Genetically engineered exosomes for targetedly preventing premetastatic niche formation and suppressing postoperative melanoma lung metastasis

Abstract

Premetastatic niche (PMN) is a prerequisite for initiation of tumor metastasis. Targeting prevention of PMN formation in distant organs is becoming a promising strategy to suppress metastasis of primary tumor. Based on “organotropic metastasis”, melanoma tends to metastasize to lungs, where granulocytic myeloid-derived suppressor cells (G-MDSCs) recruitment in lungs significantly contributes to the PMN formation. Herein, functional exosomes (GExoI) were designed to present pulmonary targeting peptide GFE1 on the membrane and load PI3Kγ inhibitor (IPI549) inside, aiming at suppressing postoperative lung metastasis of melanoma.
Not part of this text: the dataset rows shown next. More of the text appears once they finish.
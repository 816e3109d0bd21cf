use crate::app::CliApp;
use backup_core::error::{BackupError, Result};
use backup_core::model::Trigger;
use tracing::{error, info};

/// 手动备份：指定 ID 备份单台，否则备份清单里的全部路由器
pub async fn run_backup(app: &CliApp, router_id: Option<String>) -> Result<()> {
    match router_id {
        Some(id) => {
            info!("🔄 开始备份路由器 {} ...", id);
            let outcome = app.service.backup_by_id(&id, Trigger::Manual).await?;

            if outcome.success {
                info!("✅ {}: {}", outcome.router_name, outcome.message);
                if let Some(files) = &outcome.drive_files {
                    info!("☁️  已上传 {} 个文件到 Google Drive", files.len());
                }
                if let Some(errors) = &outcome.drive_errors {
                    for e in errors {
                        error!("⚠️  云端上传失败: {}", e);
                    }
                }
                Ok(())
            } else {
                error!("❌ {}: {}", outcome.router_name, outcome.message);
                Err(BackupError::custom(outcome.message))
            }
        }
        None => {
            info!("🔄 开始备份全部路由器...");
            let outcomes = app.service.backup_all(Trigger::ManualAll).await;
            if outcomes.is_empty() {
                info!("清单为空，请先编辑 {}", app.config.routers_file().display());
                return Ok(());
            }

            let ok = outcomes.iter().filter(|o| o.success).count();
            let failed = outcomes.len() - ok;
            info!("📊 备份完成: {} 成功, {} 失败", ok, failed);

            if failed > 0 {
                Err(BackupError::custom(format!("{failed} 台路由器备份失败")))
            } else {
                Ok(())
            }
        }
    }
}
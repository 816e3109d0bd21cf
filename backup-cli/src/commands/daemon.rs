use crate::app::CliApp;
use backup_core::error::Result;
use backup_core::model::Trigger;
use backup_core::scheduler::{Job, JobScheduler};
use futures::FutureExt;
use std::sync::Arc;
use std::time::Duration;
use tracing::{info, warn};

/// 设置文件的重读周期：外部修改 settings.json 后最多等这么久生效
const SETTINGS_POLL_INTERVAL: Duration = Duration::from_secs(30);

/// 常驻运行定时备份，直到收到 Ctrl+C
pub async fn run_daemon(app: &CliApp) -> Result<()> {
    let service = app.service.clone();
    let task: Job = Arc::new(move || {
        let service = service.clone();
        async move {
            service.backup_all(Trigger::Scheduler).await;
        }
        .boxed()
    });
    let scheduler = JobScheduler::new(task);

    let mut current = app.service.settings().load()?.schedule();
    scheduler.reconfigure(current).await;
    if !current.enabled {
        info!("💤 定时备份当前是禁用状态，修改设置后会自动生效");
    }
    info!("🚀 定时备份服务已启动，按 Ctrl+C 退出");

    let mut poll = tokio::time::interval(SETTINGS_POLL_INTERVAL);
    poll.tick().await; // 第一次 tick 立即返回，跳过

    loop {
        tokio::select! {
            _ = tokio::signal::ctrl_c() => break,
            _ = poll.tick() => {
                match app.service.settings().load() {
                    Ok(settings) => {
                        let descriptor = settings.schedule();
                        if descriptor != current {
                            info!("🔁 调度设置已变更，重新安装定时任务");
                            scheduler.reconfigure(descriptor).await;
                            current = descriptor;
                        }
                    }
                    Err(e) => warn!("设置读取失败，沿用当前调度: {}", e),
                }
            }
        }
    }

    info!("⏹️  正在停止定时备份服务...");
    scheduler.shutdown().await;
    Ok(())
}
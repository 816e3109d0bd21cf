//! RouterOS API 会话：本系统消费的设备管理能力的生产实现

pub mod protocol;

use crate::constants::routeros as consts;
use crate::device::{DeviceConnector, DeviceSession, RemoteFile};
use crate::error::{BackupError, Result};
use crate::model::DeviceTarget;
use async_trait::async_trait;
use std::time::Duration;
use tokio::io::AsyncWriteExt;
use tokio::net::TcpStream;

/// RouterOS API 连接工厂
#[derive(Debug, Clone)]
pub struct RouterOsConnector {
    connect_timeout: Duration,
}

impl Default for RouterOsConnector {
    fn default() -> Self {
        Self {
            connect_timeout: consts::CONNECT_TIMEOUT,
        }
    }
}

impl RouterOsConnector {
    pub fn new(connect_timeout: Duration) -> Self {
        Self { connect_timeout }
    }
}

#[async_trait]
impl DeviceConnector for RouterOsConnector {
    type Session = RouterOsSession;

    async fn connect(&self, target: &DeviceTarget) -> Result<Self::Session> {
        let addr = format!("{}:{}", target.ip, target.api_port());
        let stream = tokio::time::timeout(self.connect_timeout, TcpStream::connect(&addr))
            .await
            .map_err(|_| BackupError::Connection(format!("{addr}: 连接超时")))?
            .map_err(|e| BackupError::Connection(format!("{addr}: {e}")))?;

        let mut session = RouterOsSession { stream };
        session.login(&target.username, &target.password).await?;
        Ok(session)
    }
}

/// 一条已登录的 RouterOS API 会话
pub struct RouterOsSession {
    stream: TcpStream,
}

impl RouterOsSession {
    /// 6.43+ 明文登录；失败的 trap 按认证错误上报
    async fn login(&mut self, username: &str, password: &str) -> Result<()> {
        let words = vec![
            "/login".to_string(),
            format!("=name={username}"),
            format!("=password={password}"),
        ];
        protocol::run_command(&mut self.stream, &words)
            .await
            .map_err(|e| match e {
                BackupError::Command(msg) => BackupError::Auth(msg),
                other => other,
            })?;
        Ok(())
    }
}

#[async_trait]
impl DeviceSession for RouterOsSession {
    async fn identity(&mut self) -> Result<String> {
        let rows = protocol::run_command(
            &mut self.stream,
            &["/system/identity/print".to_string()],
        )
        .await?;
        rows.into_iter()
            .find_map(|mut row| row.remove("name"))
            .ok_or_else(|| BackupError::command("设备未返回 identity"))
    }

    async fn export_config(&mut self, stem: &str, show_sensitive: bool) -> Result<()> {
        let mut words = vec!["/export".to_string(), format!("=file={stem}")];
        if show_sensitive {
            words.push("=show-sensitive=yes".to_string());
        }
        protocol::run_command(&mut self.stream, &words).await?;
        Ok(())
    }

    async fn save_snapshot(&mut self, stem: &str) -> Result<()> {
        let words = vec![
            "/system/backup/save".to_string(),
            format!("=name={stem}"),
        ];
        protocol::run_command(&mut self.stream, &words).await?;
        Ok(())
    }

    async fn list_files(&mut self) -> Result<Vec<RemoteFile>> {
        let rows =
            protocol::run_command(&mut self.stream, &["/file/print".to_string()]).await?;
        Ok(rows
            .into_iter()
            .filter_map(|mut row| {
                let id = row.remove(".id")?;
                let name = row.remove("name")?;
                Some(RemoteFile { id, name })
            })
            .collect())
    }

    async fn remove_file(&mut self, file_id: &str) -> Result<()> {
        let words = vec!["/file/remove".to_string(), format!("=.id={file_id}")];
        protocol::run_command(&mut self.stream, &words).await?;
        Ok(())
    }

    async fn close(&mut self) {
        let _ = self.stream.shutdown().await;
    }
}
In postoperative mice model, intravenously injected GExoI could significantly accumulate in lungs and release IPI549 to block G-MDSCs recruitment through interfering with CXCLs/CXCR2/PI3Kγ signaling. The increased percentages of CD4+ T cells and CD8+ T cells in lungs could transform microenvironment from immunosuppression to immunostimulation, leading to metastasis inhibition. This study suggests an effective anti-metastasis strategy of targeting prevention of PMN formation through specifically blocking G-MDSCs recruitment.